Rick Bowmer, Associated Press
FILE - This Feb. 24, 2017, file photo, shows the Utah State Capitol, in Salt Lake City. Drugs and broken homes will fill the new prison under construction with inmates, Sen. Allen Christensen, R-North Ogden, told a House committee this week as he proposed a plan to combat the rate of divorce in Utah.

SALT LAKE CITY — Drugs and broken homes will fill the new prison under construction with inmates, Sen. Allen Christensen, R-North Ogden, told a House committee this week as he proposed a plan to combat the rate of divorce in Utah.

SB54, which has already passed the Senate, would incentivize engaged couples to take a premarital counseling class before they tie the knot.

The bill increases the marriage license fee $20 and waives the extra amount if a couple proves they have taken the courses, though that would only apply to counties that operate online marriage license application systems.

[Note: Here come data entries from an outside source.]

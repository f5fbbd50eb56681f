//! Tests for thread-safety of the shared heartbeat clock and the detector.

use loopwatch::prelude::*;
use loopwatch::stop_channel;
use loopwatch_test_helpers::prelude::*;
use std::sync::Arc;
use std::thread;
use std::time::{Duration, Instant};

#[test]
fn test_concurrent_resets_and_reads() -> TestResult {
    let clock = Arc::new(HeartbeatClock::monotonic());
    let writer = {
        let clock = Arc::clone(&clock);
        thread::spawn(move || {
            for _ in 0..10_000 {
                clock.reset();
            }
        })
    };

    let readers: Vec<_> = (0..4)
        .map(|_| {
            let clock = Arc::clone(&clock);
            thread::spawn(move || {
                let mut longest = Duration::ZERO;
                for _ in 0..10_000 {
                    longest = longest.max(clock.elapsed());
                }
                longest
            })
        })
        .collect();

    assert!(writer.join().is_ok(), "Writer thread should not panic");
    for reader in readers {
        let longest = reader.join();
        assert!(longest.is_ok(), "Reader thread should not panic");
        if let Ok(longest) = longest {
            assert!(longest < Duration::from_secs(1));
        }
    }
    Ok(())
}

#[test]
fn test_detector_thread_with_live_heartbeats() -> TestResult {
    let clock = Arc::new(HeartbeatClock::monotonic());
    let sink = RecordingSink::new();
    let detector = StallDetector::new(
        clock.clone(),
        AlertAction::Custom(sink.clone()),
        Duration::from_millis(20),
        Duration::from_millis(100),
    )?;
    let stats = detector.stats().clone();
    let (stop, token) = stop_channel();
    let handle = thread::spawn(move || detector.run(&token));

    let mut source = HeartbeatSource::new(clock);
    source.start(Duration::from_millis(10))?;
    let deadline = Instant::now() + Duration::from_millis(300);
    while Instant::now() < deadline {
        source.pump()?;
        thread::sleep(Duration::from_millis(2));
    }
    stop.stop();

    assert!(handle.join().is_ok(), "Detector thread should not panic");
    assert_eq!(sink.count(), 0);
    assert!(stats.snapshot().polls >= 5);
    assert!(source.ticks() >= 10);
    Ok(())
}

#[test]
fn test_independent_watchdogs_in_parallel() -> TestResult {
    let handles: Vec<_> = (0..4u64)
        .map(|i| {
            thread::spawn(move || -> Result<(u64, StatsSnapshot), WatchdogError> {
                let config = WatchdogConfig::builder()
                    .poll_interval(Duration::from_millis(10))
                    .stall_threshold(Duration::from_millis(40))
                    .thread_name(format!("loopwatch-detector-{i}"))
                    .build()?;
                let mut watchdog = UiWatchdog::with_config(config)?;
                watchdog.start(Duration::from_millis(5))?;

                // Even-numbered loops stay responsive, odd ones block.
                let deadline = Instant::now() + Duration::from_millis(200);
                while Instant::now() < deadline {
                    if i % 2 == 0 {
                        watchdog.pump()?;
                    }
                    thread::sleep(Duration::from_millis(1));
                }
                let status = watchdog.stop();
                assert_eq!(status, JoinStatus::Joined);
                Ok((i, watchdog.stats()))
            })
        })
        .collect();

    for handle in handles {
        let joined = handle.join();
        assert!(joined.is_ok(), "Thread should not panic");
        if let Ok(result) = joined {
            let (i, stats) = result?;
            if i % 2 == 0 {
                assert_eq!(stats.alerts, 0, "watchdog {i} alerted");
            } else {
                assert!(stats.alerts > 0, "watchdog {i} missed the stall");
            }
        }
    }
    Ok(())
}

#[test]
fn test_stop_from_other_thread_while_polling() -> TestResult {
    let clock = Arc::new(HeartbeatClock::monotonic());
    let detector = StallDetector::new(
        clock,
        AlertAction::LogOnly,
        Duration::from_millis(1),
        Duration::from_millis(1),
    )?;
    let (stop, token) = stop_channel();
    let worker = thread::spawn(move || detector.run(&token));

    let stoppers: Vec<_> = (0..4)
        .map(|_| {
            let stop = stop.clone();
            thread::spawn(move || {
                thread::sleep(Duration::from_millis(20));
                stop.stop();
            })
        })
        .collect();
    for stopper in stoppers {
        assert!(stopper.join().is_ok(), "Stopper thread should not panic");
    }
    assert!(worker.join().is_ok(), "Detector thread should not panic");
    Ok(())
}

The Utah Marriage Commission, which answers directly to the Utah Department of Human Services, hosts the classes, which can be found on its website, strongermarriage.org. Couples who refuse to attend the class will pay the fee.

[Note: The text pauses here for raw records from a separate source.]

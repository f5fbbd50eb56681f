//! Unwrap helpers with good error messages.
//!
//! These replace `unwrap()` and `expect()` in test code; `#[track_caller]`
//! keeps the panic location at the call site.

use std::fmt::Debug;

/// Unwrap a `Result`, panicking with the error value on `Err`.
///
/// # Example
///
/// ```rust
/// use loopwatch_test_helpers::must;
///
/// let result: Result<i32, &str> = Ok(42);
/// assert_eq!(must(result), 42);
/// ```
///
/// # Panics
///
/// Panics if the result is `Err`.
#[track_caller]
pub fn must<T, E: Debug>(result: Result<T, E>) -> T {
    match result {
        Ok(v) => v,
        Err(e) => panic!("must: unexpected Err: {e:?}"),
    }
}

/// Unwrap an `Option`, panicking with `msg` on `None`.
///
/// # Panics
///
/// Panics if the option is `None`.
#[track_caller]
pub fn must_some<T>(option: Option<T>, msg: &str) -> T {
    match option {
        Some(v) => v,
        None => panic!("must_some: {msg}"),
    }
}

/// Unwrap a `Result` with a context message.
///
/// # Panics
///
/// Panics if the result is `Err`, with the context and error value.
#[track_caller]
pub fn must_with<T, E: Debug>(result: Result<T, E>, context: &str) -> T {
    match result {
        Ok(v) => v,
        Err(e) => panic!("must_with: {context}: {e:?}"),
    }
}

According to the Utah Marriage Commission, there are typically 23,000 marriages in Utah a year, and 10,000 of them will end — with more than 50 percent of those situations involving children. Divorce and unmarried childbearing costs Utah taxpayers at least $276 million a year in public services, the commission reported.

"You've got Medicaid, domestic violence, foster care, divorce courts, attorneys fees— they drain the budget," said Christensen, who oversees the Legislature's social services budget. "The cost to human life, though, to lives is so very, very much higher."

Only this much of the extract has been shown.